ASSIGNMENT: Give again only those lines from the start of the entries through the line holding "pub const FALLBACK_ICON: &str", leaving them as they are.

WORKING DATA:
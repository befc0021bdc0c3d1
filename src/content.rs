//! Card content model: validated once at construction, never re-checked
//! at render time.

use serde::{Deserialize, Serialize};

use crate::{Error, Result};

/// Maximum number of cards a content set may hold.
pub const MAX_CARDS: usize = 8;

/// Icon used when a requested icon token fails normalization.
pub const FALLBACK_ICON: &str = "article";

/// The only tag literals `desc` may contain. Anything else is rejected.
const ALLOWED_DESC_TAGS: [&str; 5] = ["<strong>", "</strong>", "<code>", "</code>", "<br/>"];

/// One card: a title, a short description limited to a tiny HTML subset,
/// and an icon token.
#[derive(Debug, Clone, PartialEq, Eq, Serialize, Deserialize)]
pub struct Card {
    pub title: String,
    pub desc: String,
    pub icon: String,
}

impl Card {
    /// Build a card, enforcing the field invariants.
    ///
    /// `title` must be non-empty, `desc` may only use `<strong>`, `<code>`
    /// and `<br/>`, and `icon` must match the restricted token charset.
    pub fn new(title: &str, desc: &str, icon: &str) -> Result<Self> {
        if title.trim().is_empty() {
            return Err(Error::Validation("card title must not be empty".into()));
        }
        if let Some(tag) = first_disallowed_tag(desc) {
            return Err(Error::Validation(format!(
                "card desc contains disallowed tag '{}'",
                tag
            )));
        }
        if !is_valid_icon(icon) {
            return Err(Error::Validation(format!("invalid icon token '{}'", icon)));
        }
        Ok(Self {
            title: title.to_string(),
            desc: desc.to_string(),
            icon: icon.to_string(),
        })
    }
}

/// Structured content for one render: a main title plus 1..=8 cards.
#[derive(Debug, Clone, PartialEq, Eq, Serialize, Deserialize)]
pub struct CardContent {
    pub main_title: String,
    pub cards: Vec<Card>,
}

impl CardContent {
    /// Build a content set, enforcing the 1..=8 card count and a non-empty
    /// main title. Card-level invariants are assumed to already hold (cards
    /// only exist via [`Card::new`]).
    pub fn new(main_title: &str, cards: Vec<Card>) -> Result<Self> {
        if main_title.trim().is_empty() {
            return Err(Error::Validation("main title must not be empty".into()));
        }
        if cards.is_empty() || cards.len() > MAX_CARDS {
            return Err(Error::Validation(format!(
                "card count must be between 1 and {}, got {}",
                MAX_CARDS,
                cards.len()
            )));
        }
        Ok(Self {
            main_title: main_title.to_string(),
            cards,
        })
    }

    pub fn card_count(&self) -> usize {
        self.cards.len()
    }
}

/// Restricted icon charset: lowercase ascii alphanumerics plus `_` and `-`.
pub fn is_valid_icon(icon: &str) -> bool {
    !icon.is_empty()
        && icon
            .chars()
            .all(|c| c.is_ascii_lowercase() || c.is_ascii_digit() || c == '_' || c == '-')
}

/// Normalize an icon token, silently substituting [`FALLBACK_ICON`] when the
/// token does not fit the charset. Used on the service ingest path, where a
/// malformed icon must never be a hard failure on its own.
pub fn normalize_icon(icon: &str) -> String {
    let trimmed = icon.trim().to_ascii_lowercase();
    if is_valid_icon(&trimmed) {
        trimmed
    } else {
        FALLBACK_ICON.to_string()
    }
}

/// Scan `desc` for any tag outside the permitted three; returns the first
/// offender, if any.
fn first_disallowed_tag(desc: &str) -> Option<String> {
    let mut rest = desc;
    while let Some(start) = rest.find('<') {
        let tail = &rest[start..];
        match tail.find('>') {
            Some(end) => {
                let tag = &tail[..=end];
                if !ALLOWED_DESC_TAGS.contains(&tag) {
                    return Some(tag.to_string());
                }
                rest = &tail[end + 1..];
            }
            // A bare '<' never closed cannot be classified; refuse it.
            None => return Some("<".to_string()),
        }
    }
    None
}
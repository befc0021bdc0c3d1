//! Deterministic layout fitting.
//!
//! The fitting algorithm is kept declarative: [`TitleFitSpec`] and
//! [`ViewportFitSpec`] are plain records, and there are two interpreters
//! over them. [`fit_title`]/[`fit_viewport`] run directly against measured
//! values; [`title_fit_script`]/[`viewport_fit_script`] lower the same
//! record to dependency-free script text that a browser (or a downloaded
//! standalone document) can execute with no runtime present. Because both
//! interpreters read the same record, the two environments cannot drift.

use serde::{Deserialize, Serialize};

/// Fixed intrinsic canvas all themes render into.
pub const CANVAS_WIDTH: u32 = 1920;
pub const CANVAS_HEIGHT: u32 = 1080;

/// Element ids the fit scripts address. Theme static markup must use these.
pub const TITLE_ELEMENT_ID: &str = "card-main-title";
pub const WRAPPER_ELEMENT_ID: &str = "card-content-wrapper";

/// Pixel budget the title must fit inside. Themes may override within the
/// 1600..=1700 band via [`compute_title_config`] overrides.
pub const DEFAULT_TITLE_WIDTH_BUDGET: u32 = 1648;

/// Vertical budget for the content wrapper: the 1080px canvas minus
/// reserved footer space.
pub const DEFAULT_HEIGHT_BUDGET: u32 = 1040;

/// Title auto-size configuration exposed in a [`LayoutPlan`].
#[derive(Debug, Clone, Copy, PartialEq, Eq, Serialize, Deserialize)]
pub struct TitleConfig {
    pub initial_font_size: u32,
    pub min_font_size: u32,
}

/// Deterministic layout plan for a given card count.
///
/// Pure function of the count: identical inputs always yield structurally
/// identical plans, in any execution environment. Freely cacheable.
#[derive(Debug, Clone, PartialEq, Eq, Serialize)]
pub struct LayoutPlan {
    pub wrapper_gap: u32,
    pub wrapper_padding_x: u32,
    pub container_gap: u32,
    pub card_padding: u32,
    pub card_width_class: &'static str,
    pub icon_size: u32,
    pub title_size_class: &'static str,
    pub desc_size_class: &'static str,
    pub title_config: TitleConfig,
}

/// Compute the layout plan for `card_count` cards.
///
/// Counts bucket as 1 / 2 / 3 / 4 / 5-6 / 7-8; anything past 8 clamps to
/// the densest bucket so the function stays total.
pub fn compute_layout(card_count: usize) -> LayoutPlan {
    match card_count {
        0 | 1 => LayoutPlan {
            wrapper_gap: 48,
            wrapper_padding_x: 120,
            container_gap: 0,
            card_padding: 48,
            card_width_class: "card-w-2of5",
            icon_size: 96,
            title_size_class: "title-xl",
            desc_size_class: "desc-lg",
            title_config: TitleConfig {
                initial_font_size: 96,
                min_font_size: 48,
            },
        },
        2 => LayoutPlan {
            wrapper_gap: 44,
            wrapper_padding_x: 96,
            container_gap: 48,
            card_padding: 40,
            card_width_class: "card-w-1of3",
            icon_size: 80,
            title_size_class: "title-xl",
            desc_size_class: "desc-lg",
            title_config: TitleConfig {
                initial_font_size: 88,
                min_font_size: 48,
            },
        },
        3 => LayoutPlan {
            wrapper_gap: 40,
            wrapper_padding_x: 80,
            container_gap: 40,
            card_padding: 36,
            card_width_class: "card-w-1of4",
            icon_size: 72,
            title_size_class: "title-lg",
            desc_size_class: "desc-md",
            title_config: TitleConfig {
                initial_font_size: 80,
                min_font_size: 44,
            },
        },
        4 => LayoutPlan {
            wrapper_gap: 36,
            wrapper_padding_x: 64,
            container_gap: 32,
            card_padding: 32,
            card_width_class: "card-w-1of4",
            icon_size: 64,
            title_size_class: "title-lg",
            desc_size_class: "desc-md",
            title_config: TitleConfig {
                initial_font_size: 72,
                min_font_size: 40,
            },
        },
        5 | 6 => LayoutPlan {
            wrapper_gap: 32,
            wrapper_padding_x: 56,
            container_gap: 28,
            card_padding: 28,
            card_width_class: "card-w-1of3",
            icon_size: 56,
            title_size_class: "title-md",
            desc_size_class: "desc-sm",
            title_config: TitleConfig {
                initial_font_size: 68,
                min_font_size: 40,
            },
        },
        _ => LayoutPlan {
            wrapper_gap: 28,
            wrapper_padding_x: 48,
            container_gap: 24,
            card_padding: 24,
            card_width_class: "card-w-1of4",
            icon_size: 48,
            title_size_class: "title-md",
            desc_size_class: "desc-sm",
            title_config: TitleConfig {
                initial_font_size: 64,
                min_font_size: 40,
            },
        },
    }
}

/// Optional per-theme overrides for [`compute_title_config`].
#[derive(Debug, Clone, Copy, Default)]
pub struct TitleOverrides {
    pub initial_font_size: Option<u32>,
    pub min_font_size: Option<u32>,
    pub width_budget: Option<u32>,
}

/// Full declarative record for the title auto-size loop.
#[derive(Debug, Clone, Copy, PartialEq, Eq, Serialize, Deserialize)]
pub struct TitleFitSpec {
    pub initial_size: u32,
    pub min_size: u32,
    pub width_budget: u32,
    pub step: u32,
    pub guard_limit: u32,
}

/// Declarative record for the viewport shrink pass.
#[derive(Debug, Clone, Copy, PartialEq, Serialize, Deserialize)]
pub struct ViewportFitSpec {
    pub height_budget: u32,
    pub min_scale: f64,
}

impl Default for ViewportFitSpec {
    fn default() -> Self {
        Self {
            height_budget: DEFAULT_HEIGHT_BUDGET,
            min_scale: 0.6,
        }
    }
}

/// Title fit record for `card_count` cards, with optional theme overrides.
pub fn compute_title_config(card_count: usize, overrides: Option<TitleOverrides>) -> TitleFitSpec {
    let base = compute_layout(card_count).title_config;
    let ov = overrides.unwrap_or_default();
    TitleFitSpec {
        initial_size: ov.initial_font_size.unwrap_or(base.initial_font_size),
        min_size: ov.min_font_size.unwrap_or(base.min_font_size),
        width_budget: ov.width_budget.unwrap_or(DEFAULT_TITLE_WIDTH_BUDGET),
        step: 2,
        guard_limit: 100,
    }
}

/// How the title fit loop terminated. All three are valid outcomes, none
/// is an error.
#[derive(Debug, Clone, Copy, PartialEq, Eq)]
pub enum TitleFitTerminal {
    /// Measured width dropped inside the budget.
    Fit,
    /// The size floor was reached while still over budget.
    Floor,
    /// The guard counter tripped before fitting or flooring.
    GuardStop,
}

/// Result of one title fit run.
#[derive(Debug, Clone, Copy, PartialEq, Eq)]
pub struct TitleFitOutcome {
    pub font_size: u32,
    pub terminal: TitleFitTerminal,
    pub iterations: u32,
}

/// Run the title fit loop against a caller-supplied width measurement.
///
/// Intentionally a linear decrement, not a binary search: the font size
/// must step down through the same sequence the embedded script walks.
/// Idempotent at the floor: re-running at `min_size` never shrinks further.
pub fn fit_title<F>(spec: &TitleFitSpec, mut measure: F) -> TitleFitOutcome
where
    F: FnMut(u32) -> f64,
{
    let mut size = spec.initial_size;
    let mut guard = 0u32;
    while measure(size) > spec.width_budget as f64 && size > spec.min_size && guard < spec.guard_limit
    {
        size = size.saturating_sub(spec.step).max(spec.min_size);
        guard += 1;
    }
    let terminal = if measure(size) <= spec.width_budget as f64 {
        TitleFitTerminal::Fit
    } else if size <= spec.min_size {
        TitleFitTerminal::Floor
    } else {
        TitleFitTerminal::GuardStop
    };
    TitleFitOutcome {
        font_size: size,
        terminal,
        iterations: guard,
    }
}

/// Run the viewport shrink pass against a measured content height.
///
/// Returns the uniform scale to apply, always in `[min_scale, 1.0]`.
/// Content that would need a scale below the floor keeps the floor scale
/// and is accepted as overflowing.
pub fn fit_viewport(spec: &ViewportFitSpec, measured_height: f64) -> f64 {
    if measured_height <= spec.height_budget as f64 || measured_height <= 0.0 {
        return 1.0;
    }
    (spec.height_budget as f64 / measured_height).max(spec.min_scale)
}

/// Approximate rendered width of `text` at `font_size` px.
///
/// Static advance-width table, the same trade the page-fill simulator
/// makes: exact glyph metrics are not needed to catch real overflows, and
/// a table keeps the measurement deterministic everywhere.
pub fn measure_text_width(text: &str, font_size: u32) -> f64 {
    let em: f64 = text.chars().map(char_advance_em).sum();
    em * font_size as f64
}

fn char_advance_em(c: char) -> f64 {
    match c {
        // CJK and fullwidth forms are square
        '\u{1100}'..='\u{115F}'
        | '\u{2E80}'..='\u{9FFF}'
        | '\u{AC00}'..='\u{D7A3}'
        | '\u{F900}'..='\u{FAFF}'
        | '\u{FF00}'..='\u{FF60}' => 1.0,
        ' ' => 0.3,
        'i' | 'j' | 'l' | '\'' | '.' | ',' | ':' | ';' | '|' | '!' => 0.28,
        'f' | 'r' | 't' | '(' | ')' | '[' | ']' | '-' => 0.36,
        'm' | 'w' | 'M' | 'W' | '@' => 0.85,
        'A'..='Z' => 0.66,
        '0'..='9' => 0.55,
        _ => 0.5,
    }
}

// --- Script lowering ---------------------------------------------------
//
// The lowered scripts are built from templates with token substitution so
// the emitted text carries the record's exact constants and nothing else:
// no helper bindings, no references back into the runtime that emitted
// them.

const TITLE_FIT_TEMPLATE: &str = r#"(function(){
  var el = document.getElementById('{{TITLE_ID}}');
  if (!el) return;
  var size = {{INITIAL}};
  var guard = 0;
  el.style.fontSize = size + 'px';
  while (el.scrollWidth > {{BUDGET}} && size > {{MIN}} && guard < {{GUARD}}) {
    size = Math.max(size - {{STEP}}, {{MIN}});
    el.style.fontSize = size + 'px';
    guard++;
  }
})();"#;

const VIEWPORT_FIT_TEMPLATE: &str = r#"(function(){
  var wrap = document.getElementById('{{WRAPPER_ID}}');
  if (!wrap) return;
  wrap.style.transform = '';
  var h = wrap.getBoundingClientRect().height;
  if (h > {{BUDGET}}) {
    var scale = Math.max({{MIN_SCALE}}, {{BUDGET}} / h);
    wrap.style.transform = 'scale(' + scale + ')';
    wrap.style.transformOrigin = 'top center';
  }
})();"#;

/// Lower a title fit record to self-contained script text.
pub fn title_fit_script(spec: &TitleFitSpec) -> String {
    TITLE_FIT_TEMPLATE
        .replace("{{TITLE_ID}}", TITLE_ELEMENT_ID)
        .replace("{{INITIAL}}", &spec.initial_size.to_string())
        .replace("{{BUDGET}}", &spec.width_budget.to_string())
        .replace("{{MIN}}", &spec.min_size.to_string())
        .replace("{{GUARD}}", &spec.guard_limit.to_string())
        .replace("{{STEP}}", &spec.step.to_string())
}

/// Lower a viewport fit record to self-contained script text.
pub fn viewport_fit_script(spec: &ViewportFitSpec) -> String {
    VIEWPORT_FIT_TEMPLATE
        .replace("{{WRAPPER_ID}}", WRAPPER_ELEMENT_ID)
        .replace("{{BUDGET}}", &spec.height_budget.to_string())
        .replace("{{MIN_SCALE}}", &format!("{}", spec.min_scale))
}

/// Bundle both fit passes into one embeddable procedure: wait for fonts
/// (bounded so a never-loading font cannot stall it), fit the title, let
/// the reflow settle, then shrink the viewport if needed.
pub fn fit_procedure_script(
    title: &TitleFitSpec,
    viewport: &ViewportFitSpec,
    settle_ms: u64,
) -> String {
    format!(
        r#"(function(){{
  function run(){{
    {title_fit}
    setTimeout(function(){{
      {viewport_fit}
    }}, {settle});
  }}
  var started = false;
  function kick(){{ if (!started) {{ started = true; run(); }} }}
  if (document.fonts && document.fonts.ready) {{
    document.fonts.ready.then(kick);
    setTimeout(kick, 1500);
  }} else {{
    kick();
  }}
}})();"#,
        title_fit = title_fit_script(title),
        viewport_fit = viewport_fit_script(viewport),
        settle = settle_ms,
    )
}
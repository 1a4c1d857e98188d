//! Candidate hypothesis value with lineage.

/// An immutable hypothesis carried through the beam.
///
/// A candidate is a value object: `extend` produces a new, independent
/// candidate and leaves `self` untouched, so one parent may root several
/// divergent children within the same round.
///
/// `score` is round-local. The engine *assigns* it after scoring each round
/// (it does not accumulate across the candidate's ancestry) — the additive
/// delta taken by [`CandidateV1::extend`] is provisional only and is
/// overwritten before the candidate can reach the frontier. See
/// [`crate::search::beam_search`].
#[derive(Debug, Clone, PartialEq)]
pub struct CandidateV1 {
    /// Opaque hypothesis text. The engine assumes no internal structure.
    pub state: String,
    /// Quality value for the round that produced this candidate.
    pub score: f64,
    /// Prior states, oldest first. Append-only.
    pub history: Vec<String>,
}

impl CandidateV1 {
    /// Construct the initial candidate for a search run.
    #[must_use]
    pub fn root(state: impl Into<String>) -> Self {
        Self {
            state: state.into(),
            score: 0.0,
            history: Vec::new(),
        }
    }

    /// Derive a child candidate.
    ///
    /// The child's state is `new_state`, its score is `self.score +
    /// delta_score`, and its history is this candidate's history with this
    /// candidate's own state appended. Pure; no error conditions.
    #[must_use]
    pub fn extend(&self, new_state: impl Into<String>, delta_score: f64) -> Self {
        let mut history = self.history.clone();
        history.push(self.state.clone());
        Self {
            state: new_state.into(),
            score: self.score + delta_score,
            history,
        }
    }

    /// Number of `extend` steps since the root candidate.
    #[must_use]
    pub fn depth(&self) -> usize {
        self.history.len()
    }
}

OUTPUT BELOW:
repository befc0021bdc0c3d1
filename src/content.rs
//! Card content model: validated once at construction, never re-checked
//! at render time.

use serde::{Deserialize, Serialize};

use crate::{Error, Result};

/// Maximum number of cards a content set may hold.
pub const MAX_CARDS: usize = 8;

/// Icon used when a requested icon token fails normalization.
pub const FALLBACK_ICON: &str = "article";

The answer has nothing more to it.